For the past two weeks, I've been seriously dragging by Friday morning, so so sleepy and eager for the weekend and rest. School started three weeks ago, and the Shri Series with Laura Christensen last week, so I'm gone from home Tuesday - Thursday evenings, getting home between 8:30 and 10. I recognize that for regular people that's not late, but since we wake up at 5:30 around here, by Friday, I am little more than a caffeinated zombie.
Naturally, I exagerrate. It's the caffeine talking.

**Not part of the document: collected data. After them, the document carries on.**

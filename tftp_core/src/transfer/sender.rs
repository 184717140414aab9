use bytes::{Bytes, BytesMut};
use tokio::fs::File;
use tokio::io::AsyncReadExt;
use tracing::{debug, error};

use super::constants::MAX_DATA_SIZE;
use super::protocol::{ErrorCode, Packet};
use super::session::{Incoming, Session, TransferStats};
use crate::error::TransferError;

/// Stream a file as DATA blocks, one block in flight at a time.
///
/// A block shorter than 512 bytes ends the transfer, so a file whose size
/// is a multiple of 512 ends with an empty block.
pub(crate) async fn send_file(
    session: &mut Session,
    file: &mut File,
) -> Result<TransferStats, TransferError> {
    let mut stats = TransferStats::default();
    let mut block: u16 = 0;

    loop {
        // 1. Read the next chunk
        let chunk = match read_chunk(file).await {
            Ok(chunk) => chunk,
            Err(e) => {
                error!("Failed to read block {}: {}", block.wrapping_add(1), e);
                session
                    .send_error(ErrorCode::NotDefined, "file read error")
                    .await;
                return Err(e.into());
            }
        };
        let last = chunk.len() < MAX_DATA_SIZE;
        let len = chunk.len() as u64;

        // 2. Send it and wait for the matching ACK
        block = block.wrapping_add(1);
        session
            .send(&Packet::Data {
                block,
                payload: chunk,
            })
            .await?;
        wait_for_ack(session, block).await?;

        stats.blocks += 1;
        stats.bytes += len;
        if last {
            debug!("Sent final block {} ({} bytes total)", block, stats.bytes);
            session.finish();
            return Ok(stats);
        }
    }
}

/// Wait until the peer acknowledges `block`, retrying the outstanding packet
/// on timeouts and stray packets
pub(crate) async fn wait_for_ack(session: &mut Session, block: u16) -> Result<(), TransferError> {
    loop {
        match session.recv().await? {
            Incoming::Packet(Packet::Ack { block: acked }) if acked == block => {
                session.accept();
                return Ok(());
            }
            other => session.reject(other).await?,
        }
    }
}

/// Read up to one block, tolerating short reads from the file
async fn read_chunk(file: &mut File) -> std::io::Result<Bytes> {
    let mut buf = BytesMut::zeroed(MAX_DATA_SIZE);
    let mut filled = 0;
    while filled < MAX_DATA_SIZE {
        let n = file.read(&mut buf[filled..]).await?;
        if n == 0 {
            break;
        }
        filled += n;
    }
    buf.truncate(filled);
    Ok(buf.freeze())
}
use std::fmt;
use std::net::SocketAddr;
use std::str::FromStr;

use bytes::Bytes;
use tokio::time::{Instant, timeout_at};
use tracing::{debug, warn};

use super::constants::RECV_BUFFER_SIZE;
use super::protocol::{ErrorCode, Packet};
use super::socket::TftpSocket;
use crate::config::TransferConfig;
use crate::error::{TransferError, TransportError};

/// What a request asks for
#[derive(Debug, Clone, Copy, PartialEq, Eq, Hash)]
pub enum Operation {
    Read,
    Write,
    Delete,
}

impl Operation {
    pub fn name(self) -> &'static str {
        match self {
            Self::Read => "read",
            Self::Write => "write",
            Self::Delete => "delete",
        }
    }
}

impl fmt::Display for Operation {
    fn fmt(&self, f: &mut fmt::Formatter<'_>) -> fmt::Result {
        f.write_str(self.name())
    }
}

impl FromStr for Operation {
    type Err = String;

    fn from_str(s: &str) -> Result<Self, Self::Err> {
        match s.to_ascii_lowercase().as_str() {
            "read" | "get" => Ok(Self::Read),
            "write" | "put" => Ok(Self::Write),
            "delete" | "del" => Ok(Self::Delete),
            _ => Err(format!(
                "unknown operation '{}' (expected read, write or delete)",
                s
            )),
        }
    }
}

/// Lifecycle of a transfer session
#[derive(Debug, Clone, Copy, PartialEq, Eq)]
pub enum SessionState {
    Init,
    Exchanging,
    Done,
    Aborted,
}

/// Other end of the transfer
#[derive(Debug, Clone, Copy, PartialEq, Eq)]
enum Peer {
    /// Request sent to this address; the first reply from its host fixes the TID
    Pending(SocketAddr),
    Fixed(SocketAddr),
}

/// What one wait for a response produced
#[derive(Debug)]
pub(crate) enum Incoming {
    Packet(Packet),
    /// A datagram from the peer that does not decode
    Invalid,
    Timeout,
}

/// Block and byte counts of a finished transfer
#[derive(Debug, Clone, Copy, Default, PartialEq, Eq)]
pub struct TransferStats {
    pub blocks: u64,
    pub bytes: u64,
}

/// One side of a transfer: its socket, the peer's transaction ID and the
/// stop-and-wait retry state.
///
/// At most one packet is outstanding. `last_sent` holds it so a soft failure
/// (timeout, garbage, out-of-order packet) can resend it.
pub(crate) struct Session {
    socket: TftpSocket,
    peer: Peer,
    state: SessionState,
    retries: u32,
    max_retries: u32,
    last_sent: Option<Bytes>,
    recv_buf: Vec<u8>,
}

impl Session {
    /// Server side: the peer is known from the request
    pub(crate) fn with_peer(socket: TftpSocket, peer: SocketAddr, config: &TransferConfig) -> Self {
        Self::new(socket, Peer::Fixed(peer), config)
    }

    /// Client side: the peer's port is learned from its first reply
    pub(crate) fn with_server(
        socket: TftpSocket,
        server: SocketAddr,
        config: &TransferConfig,
    ) -> Self {
        Self::new(socket, Peer::Pending(server), config)
    }

    fn new(socket: TftpSocket, peer: Peer, config: &TransferConfig) -> Self {
        Self {
            socket,
            peer,
            state: SessionState::Init,
            retries: 0,
            max_retries: config.max_retries.max(1),
            last_sent: None,
            recv_buf: vec![0u8; RECV_BUFFER_SIZE],
        }
    }

    pub(crate) fn state(&self) -> SessionState {
        self.state
    }

    pub(crate) fn local_addr(&self) -> Result<SocketAddr, TransportError> {
        self.socket.local_addr()
    }

    fn peer_addr(&self) -> SocketAddr {
        match self.peer {
            Peer::Pending(addr) | Peer::Fixed(addr) => addr,
        }
    }

    /// Send the opening request. It is sent exactly once and never resent.
    pub(crate) async fn send_request(&mut self, packet: &Packet) -> Result<(), TransferError> {
        let bytes = packet.to_bytes()?;
        self.socket.send(self.peer_addr(), &bytes).await?;
        self.state = SessionState::Exchanging;
        debug!("Sent {} to {}", packet, self.peer_addr());
        Ok(())
    }

    /// Send a DATA or ACK packet and remember it for retransmission
    pub(crate) async fn send(&mut self, packet: &Packet) -> Result<(), TransferError> {
        let bytes = packet.to_bytes()?;
        self.socket.send(self.peer_addr(), &bytes).await?;
        self.last_sent = Some(bytes);
        self.state = SessionState::Exchanging;
        Ok(())
    }

    /// Best-effort ERROR to the peer. The session is over either way.
    pub(crate) async fn send_error(&mut self, code: ErrorCode, message: &str) {
        let peer = self.peer_addr();
        match Packet::error(code, message).to_bytes() {
            Ok(bytes) => {
                if let Err(e) = self.socket.send(peer, &bytes).await {
                    warn!("Failed to send error to {}: {}", peer, e);
                }
            }
            Err(e) => warn!("Failed to encode error packet: {}", e),
        }
        self.state = SessionState::Aborted;
    }

    /// Wait for the next packet from the peer.
    ///
    /// Datagrams from any other address are answered with `UnknownTid` and
    /// do not count against the retry budget, but they cannot extend the
    /// wait beyond one receive window.
    pub(crate) async fn recv(&mut self) -> Result<Incoming, TransferError> {
        let deadline = Instant::now() + self.socket.receive_window();
        loop {
            let (len, from) = match timeout_at(deadline, self.socket.receive(&mut self.recv_buf)).await {
                Err(_) | Ok(Err(TransportError::Timeout)) => return Ok(Incoming::Timeout),
                Ok(Err(e)) => return Err(e.into()),
                Ok(Ok(received)) => received,
            };

            let current = self.peer;
            match current {
                Peer::Fixed(peer) if peer == from => {}
                Peer::Pending(server) if server.ip() == from.ip() => {
                    debug!("Transfer ID fixed to {}", from);
                    self.peer = Peer::Fixed(from);
                }
                _ => {
                    self.reject_stranger(from).await;
                    continue;
                }
            }

            return Ok(match Packet::decode(&self.recv_buf[..len]) {
                Ok(packet) => Incoming::Packet(packet),
                Err(e) => {
                    debug!("Undecodable packet from {}: {}", from, e);
                    Incoming::Invalid
                }
            });
        }
    }

    async fn reject_stranger(&self, from: SocketAddr) {
        warn!("Packet from unknown transfer ID {} (expecting {})", from, self.peer_addr());
        let reply = Packet::error(ErrorCode::UnknownTid, ErrorCode::UnknownTid.default_message());
        if let Ok(bytes) = reply.to_bytes() {
            let _ = self.socket.send(from, &bytes).await;
        }
    }

    /// The awaited packet arrived
    pub(crate) fn accept(&mut self) {
        self.retries = 0;
    }

    /// Count a timeout or invalid response and resend the outstanding packet.
    ///
    /// Once the budget is spent the session aborts without sending anything.
    pub(crate) async fn retry(&mut self, reason: &str) -> Result<(), TransferError> {
        self.retries += 1;
        if self.retries >= self.max_retries {
            warn!(
                "Lost connection to {} after {} attempts ({})",
                self.peer_addr(),
                self.retries,
                reason
            );
            self.state = SessionState::Aborted;
            return Err(TransferError::RetriesExhausted(self.retries));
        }
        debug!(
            "Retry {}/{} with {}: {}",
            self.retries,
            self.max_retries,
            self.peer_addr(),
            reason
        );
        if let Some(bytes) = &self.last_sent {
            self.socket.send(self.peer_addr(), bytes).await?;
        }
        Ok(())
    }

    /// Handle a response that is not the awaited one.
    ///
    /// A peer ERROR aborts at once; anything else is a soft failure.
    pub(crate) async fn reject(&mut self, incoming: Incoming) -> Result<(), TransferError> {
        match incoming {
            Incoming::Packet(Packet::Error { code, message }) => {
                warn!("Peer {} aborted transfer: {}: {}", self.peer_addr(), code, message);
                self.state = SessionState::Aborted;
                Err(TransferError::Peer { code, message })
            }
            Incoming::Packet(packet) => self.retry(&format!("unexpected {}", packet)).await,
            Incoming::Invalid => self.retry("malformed packet").await,
            Incoming::Timeout => self.retry("timeout").await,
        }
    }

    pub(crate) fn finish(&mut self) {
        self.state = SessionState::Done;
    }

    pub(crate) fn abort(&mut self) {
        self.state = SessionState::Aborted;
    }
}

#[cfg(test)]
mod tests {
    use super::*;
    use crate::transfer::protocol::Opcode;
    use std::net::{IpAddr, Ipv4Addr};
    use std::time::Duration;
    use tokio::net::UdpSocket;

    fn quick_config() -> TransferConfig {
        TransferConfig {
            timeout: Duration::from_millis(60),
            recv_tries: 1,
            max_retries: 3,
        }
    }

    async fn session_with(peer: SocketAddr) -> Session {
        let config = quick_config();
        let socket = TftpSocket::bind(
            SocketAddr::new(IpAddr::V4(Ipv4Addr::LOCALHOST), 0),
            config.timeout,
            config.recv_tries,
        )
        .await
        .unwrap();
        Session::with_peer(socket, peer, &config)
    }

    #[tokio::test]
    async fn test_stranger_gets_unknown_tid_and_session_continues() {
        let peer = UdpSocket::bind("127.0.0.1:0").await.unwrap();
        let stranger = UdpSocket::bind("127.0.0.1:0").await.unwrap();
        let mut session = session_with(peer.local_addr().unwrap()).await;
        let target = session.local_addr().unwrap();

        let ack = Packet::Ack { block: 1 }.to_bytes().unwrap();
        stranger.send_to(&ack, target).await.unwrap();
        peer.send_to(&ack, target).await.unwrap();

        match session.recv().await.unwrap() {
            Incoming::Packet(packet) => assert_eq!(packet, Packet::Ack { block: 1 }),
            other => panic!("Expected ACK, got {:?}", other),
        }

        let mut buf = [0u8; 64];
        let (len, _) = stranger.recv_from(&mut buf).await.unwrap();
        match Packet::decode(&buf[..len]).unwrap() {
            Packet::Error { code, .. } => assert_eq!(code, ErrorCode::UnknownTid),
            other => panic!("Expected ERROR, got {:?}", other),
        }
        assert_eq!(session.state(), SessionState::Init);
    }

    #[tokio::test]
    async fn test_retry_budget_resends_then_goes_quiet() {
        let peer = UdpSocket::bind("127.0.0.1:0").await.unwrap();
        let mut session = session_with(peer.local_addr().unwrap()).await;

        let data = Packet::Data {
            block: 1,
            payload: Bytes::from_static(b"hello"),
        };
        session.send(&data).await.unwrap();
        assert_eq!(session.state(), SessionState::Exchanging);

        let outcome = loop {
            let incoming = session.recv().await.unwrap();
            if let Err(e) = session.reject(incoming).await {
                break e;
            }
        };
        assert!(matches!(outcome, TransferError::RetriesExhausted(3)));
        assert_eq!(session.state(), SessionState::Aborted);

        let mut sent = 0;
        let mut buf = [0u8; 64];
        while let Ok(Ok((len, _))) =
            tokio::time::timeout(Duration::from_millis(150), peer.recv_from(&mut buf)).await
        {
            assert_eq!(Packet::decode(&buf[..len]).unwrap(), data);
            sent += 1;
        }
        assert_eq!(sent, 3);
    }

    #[tokio::test]
    async fn test_peer_error_aborts_without_retry() {
        let peer = UdpSocket::bind("127.0.0.1:0").await.unwrap();
        let mut session = session_with(peer.local_addr().unwrap()).await;
        let target = session.local_addr().unwrap();

        let error = Packet::error(ErrorCode::DiskFull, "no room").to_bytes().unwrap();
        peer.send_to(&error, target).await.unwrap();

        let incoming = session.recv().await.unwrap();
        match session.reject(incoming).await {
            Err(TransferError::Peer { code, message }) => {
                assert_eq!(code, ErrorCode::DiskFull);
                assert_eq!(message, "no room");
            }
            other => panic!("Expected peer error, got {:?}", other),
        }
        assert_eq!(session.state(), SessionState::Aborted);
    }

    #[tokio::test]
    async fn test_pending_peer_fixed_by_first_reply() {
        let server = UdpSocket::bind("127.0.0.1:0").await.unwrap();
        let transfer = UdpSocket::bind("127.0.0.1:0").await.unwrap();
        let config = quick_config();
        let socket = TftpSocket::bind(
            SocketAddr::new(IpAddr::V4(Ipv4Addr::LOCALHOST), 0),
            config.timeout,
            config.recv_tries,
        )
        .await
        .unwrap();
        let mut session = Session::with_server(socket, server.local_addr().unwrap(), &config);

        session
            .send_request(&Packet::read_request("a.txt"))
            .await
            .unwrap();
        let mut buf = [0u8; 64];
        let (len, client) = server.recv_from(&mut buf).await.unwrap();
        assert_eq!(
            Packet::decode(&buf[..len]).unwrap().opcode(),
            Opcode::ReadRequest
        );

        let data = Packet::Data {
            block: 1,
            payload: Bytes::new(),
        };
        transfer
            .send_to(&data.to_bytes().unwrap(), client)
            .await
            .unwrap();
        assert!(matches!(session.recv().await.unwrap(), Incoming::Packet(_)));

        // Now the well-known port is a stranger.
        server
            .send_to(&data.to_bytes().unwrap(), client)
            .await
            .unwrap();
        assert!(matches!(session.recv().await.unwrap(), Incoming::Timeout));
        let (len, _) = server.recv_from(&mut buf).await.unwrap();
        assert!(matches!(
            Packet::decode(&buf[..len]).unwrap(),
            Packet::Error {
                code: ErrorCode::UnknownTid,
                ..
            }
        ));
    }
}
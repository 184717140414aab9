use std::path::PathBuf;
use std::sync::Arc;

use tracing::{info, warn};

use super::constants::{COMPRESSED_SUFFIX, DELETE_ACK_BLOCK};
use super::protocol::{ErrorCode, Packet};
use super::receiver::receive_file;
use super::sender::{send_file, wait_for_ack};
use super::session::{Operation, Session, TransferStats};
use super::socket::TftpSocket;
use super::utils::validate_file_name;
use crate::access::FileAccessArbiter;
use crate::compression::{Compressor, HuffmanCompressor};
use crate::config::ClientConfig;
use crate::error::{AccessError, CompressionError, TransferError};

/// Outcome of one client operation
#[derive(Debug, Clone, PartialEq, Eq)]
pub struct TransferSummary {
    pub operation: Operation,
    pub file_name: String,
    pub blocks: u64,
    pub bytes: u64,
}

impl TransferSummary {
    fn new(operation: Operation, file_name: &str, stats: TransferStats) -> Self {
        Self {
            operation,
            file_name: file_name.to_string(),
            blocks: stats.blocks,
            bytes: stats.bytes,
        }
    }
}

/// Drives one read, write or delete against a server.
///
/// Local files live under the configured root and go through the client's
/// own [`FileAccessArbiter`].
pub struct TftpClient {
    config: ClientConfig,
    arbiter: FileAccessArbiter,
    compressor: Arc<dyn Compressor>,
}

impl TftpClient {
    pub fn new(config: ClientConfig) -> Self {
        Self::with_compressor(config, Arc::new(HuffmanCompressor))
    }

    pub fn with_compressor(config: ClientConfig, compressor: Arc<dyn Compressor>) -> Self {
        let arbiter = FileAccessArbiter::new(config.root_dir.clone());
        Self {
            config,
            arbiter,
            compressor,
        }
    }

    pub async fn run(
        &self,
        operation: Operation,
        file_name: &str,
    ) -> Result<TransferSummary, TransferError> {
        match operation {
            Operation::Read => self.read(file_name).await,
            Operation::Write => self.write(file_name).await,
            Operation::Delete => self.delete(file_name).await,
        }
    }

    /// Fetch `file_name` from the server into the local root
    pub async fn read(&self, file_name: &str) -> Result<TransferSummary, TransferError> {
        // 1. Refuse to clobber a local file
        check_local_name(file_name)?;
        if self.arbiter.is_available(file_name).await {
            return Err(AccessError::AlreadyExists(file_name.to_string()).into());
        }
        let target = if self.config.compress {
            format!("{}{}", file_name, COMPRESSED_SUFFIX)
        } else {
            file_name.to_string()
        };
        let mut handle = self.arbiter.open_for_write(&target).await?;

        // 2. Request the file and receive it
        info!("Reading '{}' from {}", file_name, self.config.server);
        let result = match self.open_session().await {
            Ok(mut session) => {
                match session.send_request(&Packet::read_request(file_name)).await {
                    Ok(()) => receive_file(&mut session, handle.file()).await,
                    Err(e) => Err(e),
                }
            }
            Err(e) => Err(e),
        };
        let stats = match result {
            Ok(stats) => {
                let _ = self.arbiter.close_write(handle);
                stats
            }
            Err(e) => {
                if let Err(cleanup) = self.arbiter.abandon_write(handle).await {
                    warn!("Could not remove partial '{}': {}", target, cleanup);
                }
                return Err(e);
            }
        };

        // 3. Restore the original bytes
        if self.config.compress {
            let packed = self.arbiter.path_of(&target);
            let unpacked = self.run_compressor(packed, false).await;
            self.discard(&target).await;
            if let Err(e) = unpacked {
                let _ = tokio::fs::remove_file(self.arbiter.path_of(file_name)).await;
                return Err(e);
            }
        }

        info!(
            "Read '{}' ({} blocks, {} bytes on the wire)",
            file_name, stats.blocks, stats.bytes
        );
        Ok(TransferSummary::new(Operation::Read, file_name, stats))
    }

    /// Send a local file to the server under the same name
    pub async fn write(&self, file_name: &str) -> Result<TransferSummary, TransferError> {
        // 1. Prepare the bytes to send
        check_local_name(file_name)?;
        if !self.arbiter.is_available(file_name).await {
            return Err(AccessError::NotFound(file_name.to_string()).into());
        }
        let source = if self.config.compress {
            self.run_compressor(self.arbiter.path_of(file_name), true)
                .await?;
            format!("{}{}", file_name, COMPRESSED_SUFFIX)
        } else {
            file_name.to_string()
        };

        let mut handle = match self.arbiter.open_for_read(&source).await {
            Ok(handle) => handle,
            Err(e) => {
                if self.config.compress {
                    self.discard(&source).await;
                }
                return Err(e.into());
            }
        };

        // 2. Request the write, wait for ACK 0, then stream the file
        info!("Writing '{}' to {}", file_name, self.config.server);
        let result = match self.open_session().await {
            Ok(mut session) => {
                match session.send_request(&Packet::write_request(file_name)).await {
                    Ok(()) => match wait_for_ack(&mut session, 0).await {
                        Ok(()) => send_file(&mut session, handle.file()).await,
                        Err(e) => Err(e),
                    },
                    Err(e) => Err(e),
                }
            }
            Err(e) => Err(e),
        };
        let _ = self.arbiter.close_read(handle);
        if self.config.compress {
            self.discard(&source).await;
        }

        let stats = result?;
        info!(
            "Wrote '{}' ({} blocks, {} bytes on the wire)",
            file_name, stats.blocks, stats.bytes
        );
        Ok(TransferSummary::new(Operation::Write, file_name, stats))
    }

    /// Ask the server to delete `file_name`
    pub async fn delete(&self, file_name: &str) -> Result<TransferSummary, TransferError> {
        info!("Deleting '{}' on {}", file_name, self.config.server);
        let mut session = self.open_session().await?;
        session
            .send_request(&Packet::delete_request(file_name))
            .await?;

        match wait_for_ack(&mut session, DELETE_ACK_BLOCK).await {
            Ok(()) => {
                session.finish();
                info!("Deleted '{}'", file_name);
                Ok(TransferSummary::new(
                    Operation::Delete,
                    file_name,
                    TransferStats::default(),
                ))
            }
            Err(TransferError::RetriesExhausted(attempts)) => {
                session
                    .send_error(ErrorCode::NotDefined, "no ack received")
                    .await;
                Err(TransferError::RetriesExhausted(attempts))
            }
            Err(e) => {
                session.abort();
                Err(e)
            }
        }
    }

    async fn open_session(&self) -> Result<Session, TransferError> {
        let transfer = &self.config.transfer;
        let socket =
            TftpSocket::bind_ephemeral(self.config.bind_ip, transfer.timeout, transfer.recv_tries)
                .await?;
        Ok(Session::with_server(socket, self.config.server, transfer))
    }

    async fn run_compressor(&self, path: PathBuf, compress: bool) -> Result<PathBuf, TransferError> {
        let compressor = self.compressor.clone();
        let output = tokio::task::spawn_blocking(move || {
            if compress {
                compressor.compress(&path)
            } else {
                compressor.decompress(&path)
            }
        })
        .await
        .map_err(|e| CompressionError::Io(std::io::Error::other(e)))??;
        Ok(output)
    }

    /// Remove a temporary local file
    async fn discard(&self, name: &str) {
        if let Err(e) = self.arbiter.try_delete(name).await {
            warn!("Could not remove '{}': {}", name, e);
        }
    }
}

/// Local names must stay inside the client root
fn check_local_name(name: &str) -> Result<(), AccessError> {
    validate_file_name(name).map_err(|reason| AccessError::Violation {
        name: name.to_string(),
        reason,
    })
}

#[cfg(test)]
mod tests {
    use super::*;
    use std::net::{IpAddr, Ipv4Addr, SocketAddr};
    use std::time::Duration;
    use tempfile::tempdir;
    use tokio::net::UdpSocket;

    fn config_for(root: &std::path::Path, server: SocketAddr, compress: bool) -> ClientConfig {
        let mut config = ClientConfig {
            bind_ip: IpAddr::V4(Ipv4Addr::LOCALHOST),
            server,
            root_dir: root.to_path_buf(),
            compress,
            ..ClientConfig::default()
        };
        config.transfer.timeout = Duration::from_millis(100);
        config.transfer.recv_tries = 1;
        config
    }

    #[test]
    fn test_operation_parsing() {
        assert_eq!("READ".parse::<Operation>().unwrap(), Operation::Read);
        assert_eq!("write".parse::<Operation>().unwrap(), Operation::Write);
        assert_eq!("Delete".parse::<Operation>().unwrap(), Operation::Delete);
        assert!("list".parse::<Operation>().is_err());
    }

    #[tokio::test]
    async fn test_read_refuses_existing_local_file() {
        let dir = tempdir().unwrap();
        std::fs::write(dir.path().join("have.txt"), b"mine").unwrap();
        let server = SocketAddr::new(IpAddr::V4(Ipv4Addr::LOCALHOST), 9);
        let client = TftpClient::new(config_for(dir.path(), server, true));

        let result = client.read("have.txt").await;
        assert!(matches!(
            result,
            Err(TransferError::Access(AccessError::AlreadyExists(_)))
        ));
        assert_eq!(std::fs::read(dir.path().join("have.txt")).unwrap(), b"mine");
    }

    #[tokio::test]
    async fn test_write_missing_local_file() {
        let dir = tempdir().unwrap();
        let server = SocketAddr::new(IpAddr::V4(Ipv4Addr::LOCALHOST), 9);
        let client = TftpClient::new(config_for(dir.path(), server, true));

        let result = client.write("absent.txt").await;
        assert!(matches!(
            result,
            Err(TransferError::Access(AccessError::NotFound(_)))
        ));
    }

    #[tokio::test]
    async fn test_names_outside_root_are_refused_before_touching_files() {
        let dir = tempdir().unwrap();
        let root = dir.path().join("root");
        std::fs::create_dir(&root).unwrap();
        std::fs::write(dir.path().join("escape.txt"), b"outside").unwrap();
        let server = SocketAddr::new(IpAddr::V4(Ipv4Addr::LOCALHOST), 9);
        let client = TftpClient::new(config_for(&root, server, true));

        let result = client.write("../escape.txt").await;
        assert!(matches!(
            result,
            Err(TransferError::Access(AccessError::Violation { .. }))
        ));
        assert!(!dir.path().join("escape.txt.cmp").exists());

        let result = client.read("../fetched.txt").await;
        assert!(matches!(
            result,
            Err(TransferError::Access(AccessError::Violation { .. }))
        ));
        assert!(!dir.path().join("fetched.txt.cmp").exists());
    }

    #[tokio::test]
    async fn test_read_short_final_block_sends_one_ack() {
        let dir = tempdir().unwrap();
        let server = UdpSocket::bind("127.0.0.1:0").await.unwrap();
        let server_addr = server.local_addr().unwrap();
        let client = TftpClient::new(config_for(dir.path(), server_addr, false));

        let script = tokio::spawn(async move {
            let mut buf = [0u8; 1024];
            let (len, from) = server.recv_from(&mut buf).await.unwrap();
            assert_eq!(
                Packet::decode(&buf[..len]).unwrap(),
                Packet::read_request("small.bin")
            );

            // Reply from a separate port, as a real server would.
            let transfer = UdpSocket::bind("127.0.0.1:0").await.unwrap();
            let data = Packet::Data {
                block: 1,
                payload: bytes::Bytes::from(vec![0xAB; 300]),
            };
            transfer
                .send_to(&data.to_bytes().unwrap(), from)
                .await
                .unwrap();

            let mut acks = Vec::new();
            loop {
                match tokio::time::timeout(
                    Duration::from_millis(400),
                    transfer.recv_from(&mut buf),
                )
                .await
                {
                    Ok(Ok((len, _))) => acks.push(Packet::decode(&buf[..len]).unwrap()),
                    _ => break,
                }
            }
            acks
        });

        let summary = client.read("small.bin").await.unwrap();
        assert_eq!(summary.blocks, 1);
        assert_eq!(summary.bytes, 300);
        assert_eq!(
            std::fs::read(dir.path().join("small.bin")).unwrap(),
            vec![0xAB; 300]
        );

        let acks = script.await.unwrap();
        assert_eq!(acks, vec![Packet::Ack { block: 1 }]);
    }

    #[tokio::test]
    async fn test_failed_read_leaves_no_partial_file() {
        let dir = tempdir().unwrap();
        let server = UdpSocket::bind("127.0.0.1:0").await.unwrap();
        let server_addr = server.local_addr().unwrap();
        let client = TftpClient::new(config_for(dir.path(), server_addr, true));

        tokio::spawn(async move {
            let mut buf = [0u8; 1024];
            let (_, from) = server.recv_from(&mut buf).await.unwrap();
            let reply = Packet::error(ErrorCode::FileNotFound, "missing");
            server
                .send_to(&reply.to_bytes().unwrap(), from)
                .await
                .unwrap();
        });

        let result = client.read("ghost.txt").await;
        match result {
            Err(TransferError::Peer { code, message }) => {
                assert_eq!(code, ErrorCode::FileNotFound);
                assert_eq!(message, "missing");
            }
            other => panic!("Expected peer error, got {:?}", other),
        }
        assert!(!dir.path().join("ghost.txt").exists());
        assert!(!dir.path().join("ghost.txt.cmp").exists());
    }

    #[tokio::test]
    async fn test_delete_without_reply_sends_error_notice() {
        let dir = tempdir().unwrap();
        let server = UdpSocket::bind("127.0.0.1:0").await.unwrap();
        let server_addr = server.local_addr().unwrap();
        let client = TftpClient::new(config_for(dir.path(), server_addr, false));

        let script = tokio::spawn(async move {
            let mut buf = [0u8; 1024];
            let mut seen = Vec::new();
            while let Ok(Ok((len, _))) =
                tokio::time::timeout(Duration::from_secs(2), server.recv_from(&mut buf)).await
            {
                let packet = Packet::decode(&buf[..len]).unwrap();
                let done = matches!(packet, Packet::Error { .. });
                seen.push(packet);
                if done {
                    break;
                }
            }
            seen
        });

        let result = client.delete("stubborn.txt").await;
        assert!(matches!(result, Err(TransferError::RetriesExhausted(3))));

        let seen = script.await.unwrap();
        assert_eq!(seen.len(), 2);
        assert_eq!(seen[0], Packet::delete_request("stubborn.txt"));
        assert_eq!(
            seen[1],
            Packet::error(ErrorCode::NotDefined, "no ack received")
        );
    }
}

I am remembering that my theme for the year is viveka, discernment. For me, this really means being discriminating about how I expend my energy. Since I said Yes to pretty much everything last year and ran myself ragged, this is the year to practice saying No. So far, sort of good. But as an indication of how things are going, for the past couple of days I've been carrying around an index card in my calendar, adding notes to my list of Priorities: Allocation of Personal Time. So far I've written:
- more time to read, read more consistently.
- more time to write, write more consistently.
- time outside every single day.
- set a bedtime and stick to it.
There's more but I'm too tired to get up and fetch the card. The details matter less than the point -- which is that already, 6 weeks or so into the new year and my new theme, I have come to its first test.
Excellent!
I am really, really serious about doing less and being more particular about what I say Yes to. I have definitely said No to some things already this year, and made some different choices about how to spend my time. It's been fun and a little sad also, as I shift the pattern.
So what's the problem?
The problem is that I arrive from class or yoga, excited to be home and eager for kick-back family time on the couch. Which generally means that the TiVo is in someone's hand and I'm hanging around, in a pile of pillows, watching an animal show or comedy or enjoying Steven Tyler as a judge on American Idol. Watching TV isn't an activity that really does anything for me at all, except that it's companionable time under a shared blanket, laughing together or discussing yet another delusional singing contestant or crying about some astounding feat of vocal prowess.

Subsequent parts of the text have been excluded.